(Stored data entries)
════════

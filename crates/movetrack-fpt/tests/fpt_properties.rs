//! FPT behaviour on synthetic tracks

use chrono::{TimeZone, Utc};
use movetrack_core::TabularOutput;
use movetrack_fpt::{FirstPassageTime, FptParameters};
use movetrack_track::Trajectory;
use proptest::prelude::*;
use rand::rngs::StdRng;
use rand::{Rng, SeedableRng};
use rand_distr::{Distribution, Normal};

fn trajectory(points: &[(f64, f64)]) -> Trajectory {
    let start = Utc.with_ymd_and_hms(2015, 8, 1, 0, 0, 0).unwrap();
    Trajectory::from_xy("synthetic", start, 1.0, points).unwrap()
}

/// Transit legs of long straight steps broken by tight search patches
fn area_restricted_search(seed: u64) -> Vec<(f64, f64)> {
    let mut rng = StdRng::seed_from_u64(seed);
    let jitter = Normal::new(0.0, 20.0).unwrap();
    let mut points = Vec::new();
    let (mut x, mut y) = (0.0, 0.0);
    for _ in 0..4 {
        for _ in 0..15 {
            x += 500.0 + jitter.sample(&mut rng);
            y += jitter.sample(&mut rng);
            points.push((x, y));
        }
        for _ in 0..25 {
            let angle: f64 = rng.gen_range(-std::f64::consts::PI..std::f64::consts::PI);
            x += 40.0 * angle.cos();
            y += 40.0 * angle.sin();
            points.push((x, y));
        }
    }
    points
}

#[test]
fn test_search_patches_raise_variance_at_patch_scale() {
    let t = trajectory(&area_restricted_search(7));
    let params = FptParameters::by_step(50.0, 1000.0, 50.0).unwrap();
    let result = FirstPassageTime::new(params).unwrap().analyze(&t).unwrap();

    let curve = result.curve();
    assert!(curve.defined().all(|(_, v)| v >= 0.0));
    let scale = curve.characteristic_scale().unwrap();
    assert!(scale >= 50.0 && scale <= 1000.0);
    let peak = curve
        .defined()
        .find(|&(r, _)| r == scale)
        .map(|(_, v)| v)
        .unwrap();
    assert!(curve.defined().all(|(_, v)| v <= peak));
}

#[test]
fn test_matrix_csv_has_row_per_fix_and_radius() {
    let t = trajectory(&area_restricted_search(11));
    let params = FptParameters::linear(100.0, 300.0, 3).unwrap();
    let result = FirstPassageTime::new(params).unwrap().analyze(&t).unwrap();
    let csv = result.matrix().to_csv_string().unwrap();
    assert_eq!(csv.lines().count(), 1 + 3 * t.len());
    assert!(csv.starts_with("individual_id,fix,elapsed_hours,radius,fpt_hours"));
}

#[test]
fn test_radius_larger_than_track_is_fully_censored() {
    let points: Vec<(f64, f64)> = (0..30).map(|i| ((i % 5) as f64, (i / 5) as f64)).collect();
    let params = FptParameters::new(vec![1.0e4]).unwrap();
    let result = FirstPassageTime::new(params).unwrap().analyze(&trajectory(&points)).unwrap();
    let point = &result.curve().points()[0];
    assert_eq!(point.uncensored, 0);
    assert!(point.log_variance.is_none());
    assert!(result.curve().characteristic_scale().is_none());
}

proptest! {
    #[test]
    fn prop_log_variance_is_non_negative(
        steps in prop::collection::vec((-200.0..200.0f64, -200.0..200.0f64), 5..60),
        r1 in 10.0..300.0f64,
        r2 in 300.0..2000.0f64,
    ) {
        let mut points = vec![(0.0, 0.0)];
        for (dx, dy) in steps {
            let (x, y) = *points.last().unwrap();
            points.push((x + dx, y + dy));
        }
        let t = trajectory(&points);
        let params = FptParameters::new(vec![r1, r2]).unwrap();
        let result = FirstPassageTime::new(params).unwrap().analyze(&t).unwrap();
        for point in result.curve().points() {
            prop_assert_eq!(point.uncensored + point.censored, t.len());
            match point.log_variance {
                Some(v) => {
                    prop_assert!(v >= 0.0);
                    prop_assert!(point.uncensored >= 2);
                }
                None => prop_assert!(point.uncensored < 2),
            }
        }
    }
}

════════

Every line in the data that holds the string "Normal" should be copied.

use rand_distr::{Distribution, Normal};
    let jitter = Normal::new(0.0, 20.0).unwrap();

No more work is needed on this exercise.